One aspect of interest is that of Samboan's cultural heritage left by the Spanish conquerors.

St. Michael Archangel Church is one of the oldest Spanish-built churches in Cebu, made of coral stones. Today, it is a national protected heritage structure by the National Historical Commission. It has now a NHC permanent marker.

The Watch Tower is another Spanish structure, also made up of blocks of coral stones. It was built on the side of the hill to watch out for Moro invaders approaching the island. It is the tallest watch tower in the entire island of Cebu, and best preserved.

Connecting the beach area with the Spanish Watch Tower is St. Jacob's Ladder (Escala de Jacobe). It is a flight of 147 stone steps built in 1878, which leads to the old watchtower on a plateau 65 m above the town. From here, one can get a view of the Tañon Strait.

The Museo de Samboan is the old municipal building of Samboan which now housed items of Samboan's way of life during our history up to the present. It was converted into a museum when the New Samboan Municipal Hall was erected.

The Samboan WWII Volunteers Monument, at the center of Poblacion on the National Highway, was built in honor of the many volunteers who fought for the freedom of the Philippines.

The San Sebastian Stone Walls are old stone structures near San Sebastian Parish Church.

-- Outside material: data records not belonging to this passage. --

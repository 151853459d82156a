pub mod rate_parser;

pub use rate_parser::{Parser, RatePayloadParser};
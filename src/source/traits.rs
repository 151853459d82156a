use crate::model::{HistoryRequest, SourceError};

/// Anything that can hand over raw rate payloads.
#[async_trait::async_trait]
pub trait RateSource: Send + Sync {
    async fn fetch_history(&self, req: &HistoryRequest) -> Result<String, SourceError>;
    async fn fetch_latest(&self) -> Result<String, SourceError>;
}
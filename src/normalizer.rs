use crate::config::CurrencyConfig;
use crate::model::LatestQuote;

pub fn normalize_all(quotes: &mut [LatestQuote], currencies: &[CurrencyConfig]) {
    for quote in quotes.iter_mut() {
        normalize_quote(quote, currencies);
    }
}

/// Matches a quote to a configured currency by code first, then by name keywords.
fn normalize_quote(quote: &mut LatestQuote, currencies: &[CurrencyConfig]) {
    if let Some(cfg) = currencies
        .iter()
        .find(|c| !quote.code.is_empty() && c.code.eq_ignore_ascii_case(&quote.code))
    {
        quote.code = cfg.code.to_uppercase();
        return;
    }

    let name = quote.name.to_lowercase();
    for currency in currencies {
        for keyword in &currency.match_keywords {
            if !keyword.is_empty() && name.contains(&keyword.to_lowercase()) {
                quote.code = currency.code.to_uppercase();
                return;
            }
        }
    }

    quote.code = "unknown".to_string();
}
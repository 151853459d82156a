// notifier/console/listener.rs

use crate::notifier::console::command_handler::handle_command;
use crate::notifier::console::ConsoleNotifier;
use tokio::io::{AsyncBufReadExt, BufReader};
use tracing::debug;

/// Reads commands from stdin until it closes.
pub async fn listen_for_commands(notifier: &ConsoleNotifier) -> std::io::Result<()> {
    let mut lines = BufReader::new(tokio::io::stdin()).lines();
    while let Some(line) = lines.next_line().await? {
        let text = line.trim();
        if text.is_empty() {
            continue;
        }
        if !text.starts_with('/') {
            debug!("Ignoring non-command input: {}", text);
            continue;
        }
        handle_command(text, notifier).await;
    }
    Ok(())
}
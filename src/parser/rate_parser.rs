// Rate payload parsing: history series and latest bank quotes
use crate::model::{LatestQuote, ParserError, RateObservation, RateSeries};
use crate::utils::{day_from_millis, parse_datetime, parse_day};
use chrono::{Days, NaiveDate};
use serde_json::{Map, Value};
use tracing::{debug, warn};

const SERIES_KEYS: [&str; 4] = ["data", "data_points", "rates", "history"];
const RATE_KEYS: [&str; 4] = ["rate", "value", "spot_buy", "exchange_rate"];

pub trait Parser {
    fn parse_history(&self, payload: &str, window_days: Option<u32>) -> Result<RateSeries, ParserError>;
    fn parse_latest(&self, payload: &str) -> Result<Vec<LatestQuote>, ParserError>;
}

/// Tolerant parser for the JSON shapes rate feeds hand out.
#[derive(Debug, Default, Clone, Copy)]
pub struct RatePayloadParser;

impl RatePayloadParser {
    pub fn new() -> Self {
        Self
    }
}

impl Parser for RatePayloadParser {
    /// Returns observations ascending by date, one per day (last record wins),
    /// trimmed to the trailing `window_days` calendar days when given.
    fn parse_history(&self, payload: &str, window_days: Option<u32>) -> Result<RateSeries, ParserError> {
        let root: Value = serde_json::from_str(payload)?;
        let records = find_records(&root)
            .ok_or_else(|| ParserError::UnexpectedShape("no history array found".into()))?;

        let mut parsed: Vec<RateObservation> = Vec::with_capacity(records.len());
        let mut skipped = 0usize;
        for record in records {
            match record.as_object().and_then(observation_from) {
                Some(obs) => parsed.push(obs),
                None => skipped += 1,
            }
        }
        if skipped > 0 {
            warn!("Skipped {} history records without a usable date or rate", skipped);
        }

        // stable sort keeps feed order within a day, so the last record wins below
        parsed.sort_by_key(|o| o.date);
        let mut series: RateSeries = Vec::with_capacity(parsed.len());
        for obs in parsed {
            match series.last_mut() {
                Some(last) if last.date == obs.date => *last = obs,
                _ => series.push(obs),
            }
        }

        let latest_date = series.last().map(|o| o.date);
        if let (Some(days), Some(latest)) = (window_days.filter(|d| *d > 0), latest_date) {
            if let Some(cutoff) = latest.checked_sub_days(Days::new(u64::from(days))) {
                series.retain(|o| o.date > cutoff);
            }
        }

        debug!("Parsed {} observations", series.len());
        Ok(series)
    }

    fn parse_latest(&self, payload: &str) -> Result<Vec<LatestQuote>, ParserError> {
        let root: Value = serde_json::from_str(payload)?;
        match &root {
            Value::Array(items) => Ok(items
                .iter()
                .filter_map(Value::as_object)
                .map(quote_from)
                .collect()),
            Value::Object(obj) => match obj.get("rates") {
                Some(Value::Object(rates)) => Ok(rates
                    .iter()
                    .map(|(code, prices)| LatestQuote {
                        code: code.to_uppercase(),
                        spot_buy: prices.get("buy").and_then(number),
                        spot_sell: prices.get("sell").and_then(number),
                        ..LatestQuote::default()
                    })
                    .collect()),
                Some(Value::Array(items)) => Ok(items
                    .iter()
                    .filter_map(Value::as_object)
                    .map(quote_from)
                    .collect()),
                _ => Err(ParserError::UnexpectedShape("expected a quote array or a rates map".into())),
            },
            _ => Err(ParserError::UnexpectedShape("expected a quote array or a rates map".into())),
        }
    }
}

/// The record array, either at the root or under one of the usual keys (one level deep).
fn find_records(root: &Value) -> Option<&Vec<Value>> {
    match root {
        Value::Array(items) => Some(items),
        Value::Object(obj) => SERIES_KEYS.iter().find_map(|key| match obj.get(*key)? {
            Value::Array(items) => Some(items),
            nested @ Value::Object(_) => find_records(nested),
            _ => None,
        }),
        _ => None,
    }
}

fn observation_from(record: &Map<String, Value>) -> Option<RateObservation> {
    let value = rate_of(record)?;
    if !value.is_finite() || value <= 0.0 {
        return None;
    }
    Some(RateObservation::new(date_of(record)?, value))
}

fn rate_of(record: &Map<String, Value>) -> Option<f64> {
    if let Some(v) = RATE_KEYS.iter().find_map(|k| record.get(*k).filter(|v| !v.is_null())) {
        return number(v);
    }
    record
        .iter()
        .filter(|(key, _)| is_rate_candidate(key))
        .find_map(|(_, v)| number(v))
}

fn is_rate_candidate(key: &str) -> bool {
    !matches!(key, "id" | "date" | "timestamp")
        && !["_id", "_at", "time", "name", "code"].iter().any(|p| key.contains(p))
}

fn date_of(record: &Map<String, Value>) -> Option<NaiveDate> {
    if let Some(date) = record.get("date").and_then(Value::as_str) {
        return parse_day(date);
    }
    if let Some(ts) = record.get("timestamp") {
        return match ts {
            Value::Number(n) => n.as_i64().and_then(day_from_millis),
            Value::String(s) => parse_day(s),
            _ => None,
        };
    }
    ["created_at", "update_time"]
        .iter()
        .find_map(|k| record.get(*k).and_then(Value::as_str))
        .and_then(parse_day)
}

fn quote_from(record: &Map<String, Value>) -> LatestQuote {
    let text = |key: &str| record.get(key).and_then(Value::as_str).unwrap_or_default().trim().to_string();
    LatestQuote {
        code: text("code").to_uppercase(),
        name: text("name"),
        spot_buy: first_number(record, &["spot_buy"]),
        cash_buy: first_number(record, &["cash_buy"]),
        spot_sell: first_number(record, &["spot_sell"]),
        cash_sell: first_number(record, &["cash_sell"]),
        conversion: first_number(record, &["boc_conversion", "conversion"]),
        change: first_number(record, &["change"]),
        updated_at: ["update_time", "updated_at"]
            .iter()
            .find_map(|k| record.get(*k).and_then(Value::as_str))
            .and_then(parse_datetime),
    }
}

fn first_number(record: &Map<String, Value>, keys: &[&str]) -> Option<f64> {
    keys.iter().find_map(|k| record.get(*k).and_then(number))
}

/// JSON numbers and numeric strings.
fn number(v: &Value) -> Option<f64> {
    match v {
        Value::Number(n) => n.as_f64(),
        Value::String(s) => s.trim().parse::<f64>().ok().filter(|f| f.is_finite()),
        _ => None,
    }
}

This may be why this barangay is popularly known as 'Bato' (meaning "stone").

The Spanish Boundary Post. It stands along the highway in Tangbo beside the Tangbo—Bonbon River Bridge. It was believed that it used to mark the boundary limit of old Poblacion but now merely serves to mark the boundary between Bonbon and Tangbo barangays.

==Tourism==

=== Natural attractions ===
]
Samboan is known for its beautiful crystal clear waters with a rich marine ecosystem along its coastal barangays.

Colase Marine Sanctuary is managed by the municipality together with a fisherfolks organization. Here one can visit the fish sanctuary or dive for a fee to experience the most preserved marine ecosystem where sharks, dolphins and whales in the shallowest part of the foreshore. Aside from Colase, other coastal barangays including San Sebastian (Bato), Dalahikan, Tangbo, Bonbon, Suba and Poblacion offer the same experience generally.

Aguinid Waterfalls in Tangbo comprises five different tiers along Tangbo river. Each tier has a unique waterfall. One can never reach the peak or last waterfall without climbing the limestone walls of each waterfall from the lowest to highest.

Bonbon Binalayan Hidden Falls to the immediate south of Poblacion which some visitors call the Triple Drop Falls.

Ponong Hidden Lake is a small enclosed lagoon with a brackish water. It is unique in the sense that here is where a certain kind of bird – the "manolong" – dives into its salty waters and stays under for a long time in order to escape hunters. Today, it is perfect for relaxation, bird watching, fish feeding and firefly watching.

Balay'g Sawa Falls has a waterfall located in the heart of Samboan covered with lush forest greens. It is along the river shared by Poblacion and Bonbon. It is home to protected species including bats and siloys not to mention some local plants and trees.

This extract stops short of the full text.